(Stored records)
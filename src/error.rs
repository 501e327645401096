use thiserror::Error;

/// Errors raised by network construction, propagation, training and evolution.
///
/// Every check runs before any state is touched, so a failed call leaves the
/// network exactly as it was.
#[derive(Debug, Error)]
pub enum Error {
    #[error("invalid topology: {0}")]
    InvalidTopology(String),

    #[error("shape mismatch for {what}: expected {expected}, got {actual}")]
    ShapeMismatch {
        what: &'static str,
        expected: usize,
        actual: usize,
    },

    #[error("invalid crossover: {0}")]
    InvalidCrossover(String),

    #[error("population is empty")]
    EmptyPopulation,

    #[error("generate returned {actual} networks, expected {expected}")]
    PopulationSize { expected: usize, actual: usize },

    #[error("json error: {0}")]
    Json(#[from] serde_json::Error),

    #[error("io error: {0}")]
    Io(#[from] std::io::Error),
}

pub type Result<T> = std::result::Result<T, Error>;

» **What is expected**
Which lines belong in the answer? Exactly those from the first line of the entries through the line holding "#[derive(Debug, Error)]", inclusive, copied unchanged.

» **Solved exercise**
filename src/error.rs
repository 501e327645401096
use thiserror::Error;

/// Errors raised by network construction, propagation, training and evolution.
///
/// Every check runs before any state is touched, so a failed call leaves the
/// network exactly as it was.
#[derive(Debug, Error)]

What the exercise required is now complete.